Choose **SSE** when your application follows a request-response pattern where the client sends a prompt and receives a streamed response. It has automatic reconnection built into the browser EventSource API and works behind most proxies without configuration.

Choose **WebSockets** when you need the client to send cancellation signals, provide tool call results during generation, or maintain a persistent conversational session with server-push notifications.

Choose **HTTP chunked transfer** when you need maximum compatibility, your consumers are backend services rather than browsers, or you are building internal microservice communication.

## FAQ

### When should I use SSE over WebSockets for LLM streaming?

Use SSE when your pattern is unidirectional: the client sends a prompt and the server streams back tokens. SSE is simpler to implement, works through HTTP proxies without special configuration, has built-in browser reconnection via EventSource, and uses standard HTTP semantics for authentication. Most production LLM APIs, including OpenAI and Anthropic, use SSE.

### How do I handle connection drops during a long LLM stream?

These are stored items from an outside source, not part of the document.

mod cli;
mod command;
mod command_result;
mod commands;
mod output_utils;
mod source_loader;

use clap::Parser;
pub(crate) use cli::Cli;
pub(crate) use command::RunnableCommand;
pub(crate) use command_result::CommandResult;

const DEFAULT_LOG_LEVEL: tracing::Level = tracing::Level::INFO;

#[tokio::main(flavor = "multi_thread", worker_threads = 10)]
async fn main() -> std::process::ExitCode {
    let mut cli = Cli::parse();
    setup_logger(&cli);

    if let Some(command) = cli.cmd.take() {
        let result = command.run(cli).await;
        if let Some(stdout) = result.stdout {
            println!("{stdout}");
        }
        if let Some(stderr) = result.stderr {
            eprintln!("{stderr}")
        }
        result.exit_code
    } else if let Err(err) = cli.run_default().await {
        eprintln!("{} {err:#}", output_utils::RED_X);
        std::process::ExitCode::FAILURE
    } else {
        std::process::ExitCode::SUCCESS
    }
}

fn setup_logger(cli: &Cli) {
    let mut log_level_warnings: Vec<String> = vec![];
    let log_level =
        if cli.verbose {
            tracing::Level::DEBUG
        } else {
            let env_val =
                std::env::var("LOG_LEVEL")
                    .map(|s| s.trim().to_string());

            match env_val.as_deref() {
                Ok("DEBUG" | "debug") => tracing::Level::DEBUG,
                Ok("INFO" | "info") => tracing::Level::INFO,
                Ok("TRACE" | "trace") => tracing::Level::TRACE,
                Ok("VERBOSE" | "verbose") => tracing::Level::DEBUG,
                Ok("WARN" | "warn") => tracing::Level::WARN,
                Ok(other) => {
                    log_level_warnings.push(format!(
                        "Invalid `LOG_LEVEL` environment variable value: \
                        `{other}`"
                    ));
                    DEFAULT_LOG_LEVEL
                },
                Err(_) => DEFAULT_LOG_LEVEL,
            }
        };

    tracing_subscriber::fmt()
        .with_max_level(log_level)
        .with_writer(std::io::stderr)
        .init();
    log::trace!("Initial logging level set to `{log_level}`.");

    for warning in log_level_warnings.drain(..) {
        log::warn!("{warning}");
    }
}
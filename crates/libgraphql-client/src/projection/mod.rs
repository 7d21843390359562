mod accessor_naming;
mod accessor_object;
mod accessor_value;
mod cast_checker;
mod projector;
mod selection_plan;

pub use accessor_naming::to_snake_case;
pub use accessor_object::AccessorObject;
pub use accessor_object::MissingFieldError;
pub use accessor_value::AccessorValue;
pub(crate) use cast_checker::check_cast;
pub use cast_checker::CastError;
pub(crate) use projector::Projector;
pub use projector::ProjectionError;
pub(crate) use selection_plan::PlanCache;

For SSE, include an `id` field with each event. The browser EventSource API sends the last received ID in a `Last-Event-ID` header on reconnection, letting your server resume from where it left off. For WebSockets, implement application-level heartbeats and reconnection logic with exponential backoff. In both cases, cache partial generation state on the server keyed by a request ID so you can resume.

### Why does my SSE stream appear to arrive all at once instead of token by token?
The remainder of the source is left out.